Collected data entries
·····

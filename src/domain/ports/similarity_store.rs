use async_trait::async_trait;

use crate::domain::errors::DomainResult;
use crate::domain::models::TaskSimilarityEntry;

/// Durable table of task-type similarities used for warm starts.
#[async_trait]
pub trait SimilarityStore: Send + Sync {
    async fn upsert(&self, entry: &TaskSimilarityEntry) -> DomainResult<()>;

    async fn load_all(&self) -> DomainResult<Vec<TaskSimilarityEntry>>;
}
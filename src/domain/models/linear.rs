//! Persisted form of a LinUCB arm.

use serde::{Deserialize, Serialize};

use super::key::VariantId;

/// Snapshot of one arm's `(A, b)` pair, tagged with the feature layout it was
/// trained on.
#[derive(Debug, Clone, PartialEq, Serialize, Deserialize)]
pub struct LinearModelSnapshot {
    pub agent_name: String,
    pub variant_id: VariantId,
    pub feature_version: u32,
    pub dimension: usize,
    /// Row-major `dimension x dimension` covariance matrix.
    pub a: Vec<f64>,
    pub b: Vec<f64>,
    pub updates: u64,
}

impl LinearModelSnapshot {
    /// Whether the snapshot matches the running feature extractor.
    pub fn is_compatible(&self, feature_version: u32, dimension: usize) -> bool {
        self.feature_version == feature_version
            && self.dimension == dimension
            && self.a.len() == dimension * dimension
            && self.b.len() == dimension
    }
}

·····

What you need to do: Wherever the string "usize" appears in the entries above, list that line.

Problem solution:
    pub dimension: usize,
    pub fn is_compatible(&self, feature_version: u32, dimension: usize) -> bool {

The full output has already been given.